But instead of availing itself of its various opportunities to be heard on the appropriateness of the plan’s proposed action with respect to its lien, EMC did not take any action until almost nine months after the Bankruptcy Court confirmed the plan when it brought the adversary complaint leading to this appeal. Significantly, EMC has not contended in these proceedings that it was not aware of the plan and the plan’s treatment of its lien nor has it given any explanation for its nine-month delay in challenging the plan. In these circumstances, EMC .clearly was afforded due process. Because EMC received due process before its lien was impaired, the confirmed plan binds EMC and precludes it from succeeding in this adversary proceeding even though the proceedings leading to the impairment of its lien did not comply with the Bankruptcy Rules. The critical issue is whether the procedural Rules for adoption of a plan were satisfied and they were.

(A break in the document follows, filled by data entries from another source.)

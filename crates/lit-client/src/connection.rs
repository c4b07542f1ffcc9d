//! Connection lifecycle for the node's RPC socket.

use std::fmt;
use std::sync::Arc;

use async_trait::async_trait;
use lit_core::{RPC_ORIGIN, RPC_SUBPROTOCOL};
use lit_settings::ClientSettings;
use parking_lot::{Mutex, RwLock};
use serde_json::Value;
use tokio::sync::{mpsc, oneshot};
use tokio::task::JoinHandle;
use tokio_tungstenite::connect_async;
use tokio_tungstenite::tungstenite::client::IntoClientRequest;
use tokio_tungstenite::tungstenite::http::header::{HeaderValue, ORIGIN, SEC_WEBSOCKET_PROTOCOL};
use tokio_tungstenite::tungstenite::http::Request;
use tracing::{debug, info, warn};

use crate::dispatcher::{DispatchCommand, RequestIds, run_dispatch_loop};
use crate::errors::{ClientError, Result};
use crate::transport::RpcTransport;

/// Lifecycle of the client's single connection.
///
/// `Disconnected → Connecting → Open → Closing → Closed`, with a failed
/// handshake going from `Connecting` back to `Disconnected` and a transport
/// failure going from `Open` straight to `Closed`.
#[derive(Clone, Copy, Debug, Default, PartialEq, Eq, Hash)]
pub enum ConnectionState {
    /// Never connected, or the last handshake failed.
    #[default]
    Disconnected,
    /// Handshake in progress.
    Connecting,
    /// Calls can be made.
    Open,
    /// Close handshake in progress.
    Closing,
    /// The socket has ended.
    Closed,
}

impl ConnectionState {
    /// Lower-case name used in logs.
    pub fn as_str(self) -> &'static str {
        match self {
            Self::Disconnected => "disconnected",
            Self::Connecting => "connecting",
            Self::Open => "open",
            Self::Closing => "closing",
            Self::Closed => "closed",
        }
    }
}

impl fmt::Display for ConnectionState {
    fn fmt(&self, f: &mut fmt::Formatter<'_>) -> fmt::Result {
        f.write_str(self.as_str())
    }
}

/// Connection state tagged with the attempt that set it.
///
/// A dispatch task only updates the state while its own attempt is current,
/// so a replaced connection winding down cannot clobber its successor.
#[derive(Debug, Default)]
pub(crate) struct StateCell {
    inner: RwLock<(u64, ConnectionState)>,
}

impl StateCell {
    pub(crate) fn get(&self) -> ConnectionState {
        self.inner.read().1
    }

    /// Start a new attempt and enter `Connecting`.
    pub(crate) fn begin_connect(&self) -> u64 {
        let mut inner = self.inner.write();
        inner.0 += 1;
        inner.1 = ConnectionState::Connecting;
        inner.0
    }

    /// Move to `next` if `generation` is still the current attempt.
    pub(crate) fn transition(&self, generation: u64, next: ConnectionState) -> bool {
        let mut inner = self.inner.write();
        if inner.0 != generation {
            return false;
        }
        if inner.1 != next {
            debug!(from = %inner.1, to = %next, "connection state changed");
            inner.1 = next;
        }
        true
    }
}

/// Handle to a live dispatch task.
struct Link {
    commands: mpsc::Sender<DispatchCommand>,
    task: JoinHandle<()>,
}

/// Owns the WebSocket to the node and routes calls through it.
///
/// Each instance is independent: its own socket, id counter and state.
pub struct ConnectionManager {
    settings: ClientSettings,
    state: Arc<StateCell>,
    ids: RequestIds,
    link: Mutex<Option<Link>>,
}

impl ConnectionManager {
    /// Manager for the endpoint described by `settings`. Nothing is opened yet.
    pub fn new(settings: ClientSettings) -> Self {
        Self {
            settings,
            state: Arc::new(StateCell::default()),
            ids: RequestIds::default(),
            link: Mutex::new(None),
        }
    }

    /// Settings this manager connects with.
    pub fn settings(&self) -> &ClientSettings {
        &self.settings
    }

    /// Current connection state.
    pub fn state(&self) -> ConnectionState {
        self.state.get()
    }

    /// Whether calls can currently be made.
    pub fn is_open(&self) -> bool {
        self.state() == ConnectionState::Open
    }

    /// Id the next sent request will carry.
    pub fn next_request_id(&self) -> u64 {
        self.ids.peek()
    }

    /// Connect to the node.
    ///
    /// Opening while a connection is live replaces it; calls pending on the
    /// old connection fail with [`ClientError::ConnectionClosed`]. Settings
    /// that fail [`ClientSettings::validate`] are rejected before anything is
    /// touched.
    pub async fn open(&self) -> Result<()> {
        self.settings.validate()?;

        if let Some(previous) = self.link.lock().take() {
            retire(previous);
        }

        let url = self.settings.ws_url();
        let generation = self.state.begin_connect();
        info!(%url, "connecting to node");

        let request = match build_request(&url) {
            Ok(request) => request,
            Err(error) => {
                let _ = self.state.transition(generation, ConnectionState::Disconnected);
                return Err(error);
            }
        };

        let limit = self.settings.connect_timeout();
        let ws = match tokio::time::timeout(limit, connect_async(request)).await {
            Ok(Ok((ws, _response))) => ws,
            Ok(Err(error)) => {
                warn!(%url, %error, "connection failed");
                let _ = self.state.transition(generation, ConnectionState::Disconnected);
                return Err(error.into());
            }
            Err(_) => {
                warn!(%url, "connection attempt timed out");
                let _ = self.state.transition(generation, ConnectionState::Disconnected);
                return Err(ClientError::Timeout {
                    method: "open".into(),
                    timeout_ms: u64::try_from(limit.as_millis()).unwrap_or(u64::MAX),
                });
            }
        };

        let (commands, receiver) = mpsc::channel(self.settings.command_queue);
        let _ = self.state.transition(generation, ConnectionState::Open);
        let task = tokio::spawn(run_dispatch_loop(
            ws,
            receiver,
            self.ids.clone(),
            Arc::clone(&self.state),
            generation,
        ));
        *self.link.lock() = Some(Link { commands, task });
        info!(%url, "connected to node");
        Ok(())
    }

    /// Close the connection gracefully.
    ///
    /// Fails with [`ClientError::NotOpen`] when there is nothing to close.
    /// Calls still pending when the socket ends fail with
    /// [`ClientError::ConnectionClosed`].
    pub async fn close(&self) -> Result<()> {
        let Some(link) = self.link.lock().take() else {
            return Err(ClientError::NotOpen);
        };

        let (done_tx, done_rx) = oneshot::channel();
        if link
            .commands
            .send(DispatchCommand::Close { done: done_tx })
            .await
            .is_err()
        {
            debug!("dispatch task already stopped");
            return Ok(());
        }

        // A task that stops without answering has already torn the socket down.
        let outcome = done_rx.await.unwrap_or(Ok(()));
        let _ = link.task.await;
        outcome
    }

    /// Send `params` to `method` and wait for the correlated response.
    ///
    /// Fails immediately with [`ClientError::NotOpen`] when no connection is
    /// open; no request id is consumed in that case.
    pub async fn call(&self, method: &str, params: Value) -> Result<Value> {
        let commands = {
            let link = self.link.lock();
            match link.as_ref() {
                Some(link) if self.is_open() => link.commands.clone(),
                _ => return Err(ClientError::NotOpen),
            }
        };

        let (reply_tx, reply_rx) = oneshot::channel();
        commands
            .send(DispatchCommand::Call {
                method: method.to_owned(),
                params,
                reply: reply_tx,
            })
            .await
            .map_err(|_| ClientError::ConnectionClosed)?;

        let outcome = match self.settings.request_timeout() {
            Some(limit) => tokio::time::timeout(limit, reply_rx).await.map_err(|_| {
                warn!(method, "request timed out");
                ClientError::Timeout {
                    method: method.to_owned(),
                    timeout_ms: u64::try_from(limit.as_millis()).unwrap_or(u64::MAX),
                }
            })?,
            None => reply_rx.await,
        };
        outcome.map_err(|_| ClientError::ConnectionClosed)?
    }
}

impl Default for ConnectionManager {
    fn default() -> Self {
        Self::new(ClientSettings::default())
    }
}

impl fmt::Debug for ConnectionManager {
    fn fmt(&self, f: &mut fmt::Formatter<'_>) -> fmt::Result {
        f.debug_struct("ConnectionManager")
            .field("url", &self.settings.ws_url())
            .field("state", &self.state())
            .field("next_request_id", &self.next_request_id())
            .finish_non_exhaustive()
    }
}

#[async_trait]
impl RpcTransport for ConnectionManager {
    async fn call(&self, method: &str, params: Value) -> Result<Value> {
        ConnectionManager::call(self, method, params).await
    }
}

/// Drop the link of a connection being replaced.
fn retire(previous: Link) {
    if previous.task.is_finished() {
        debug!("previous connection already ended");
    } else {
        warn!("open() called on a live connection, replacing it");
    }
    drop(previous);
}

/// Handshake request carrying the node's sub-protocol and origin.
fn build_request(url: &str) -> Result<Request<()>> {
    let mut request = url
        .into_client_request()
        .map_err(|e| ClientError::InvalidUrl(format!("{url}: {e}")))?;
    let headers = request.headers_mut();
    let _ = headers.insert(SEC_WEBSOCKET_PROTOCOL, HeaderValue::from_static(RPC_SUBPROTOCOL));
    let _ = headers.insert(ORIGIN, HeaderValue::from_static(RPC_ORIGIN));
    Ok(request)
}

// ─────────────────────────────────────────────────────────────────────────────
// Tests
// ─────────────────────────────────────────────────────────────────────────────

I understand that my view of this case could encourage a debtor to place what the debtor believed was an unlawful lien-avoidance provision into his or her plan in the hope that an unwary creditor would be caught off-guard and not object to prevent the plan’s confirmation.' After all, a debtor might believe that the creditor would not pay proper attention to the unlawful provision of the plan. On the other hand is it really too much to expect a creditor receiving a plan filed on behalf of one of its debtors to examine the plan to see whether, if confirmed, it will adversely affect its lien?.
In any event the controlling consideration must be that Congress by providing for the finality of confirmation orders requires that unauthorized provisions in plans be enforced. Clearly, unless and until Congress amends section 1327 to provide that confirmed plans that include unlawful lien-avoidance provisions will not be accorded preclusive effect or, alternatively, expands the basis for post-confirmation objections beyond the narrow fraud grounds in section 1330, we must continue to enforce plans with such provisions as written and why should that not be so?11 A creditor always can protect itself from an unlawful deprivation of its lien because its property interest cannot be deprived without due process which requires notice and an opportunity to be heard and such protections are adequate to protect against the unconstitutional deprivation of property. EMC has only itself to blame for the loss of its lien.
I realize that the majority contends that EMC did not receive due process because Mansaray-Ruffin violated the Bankruptcy Rules by not initiating an adversary proceeding to avoid its lien. Thus, according to the majority, “EMC had the due process right to assume that, unless Mansa*248ray-Ruffin commenced the adversary proceeding required by the Rules and served it with a complaint and a summons, its lien could not be invalidated.”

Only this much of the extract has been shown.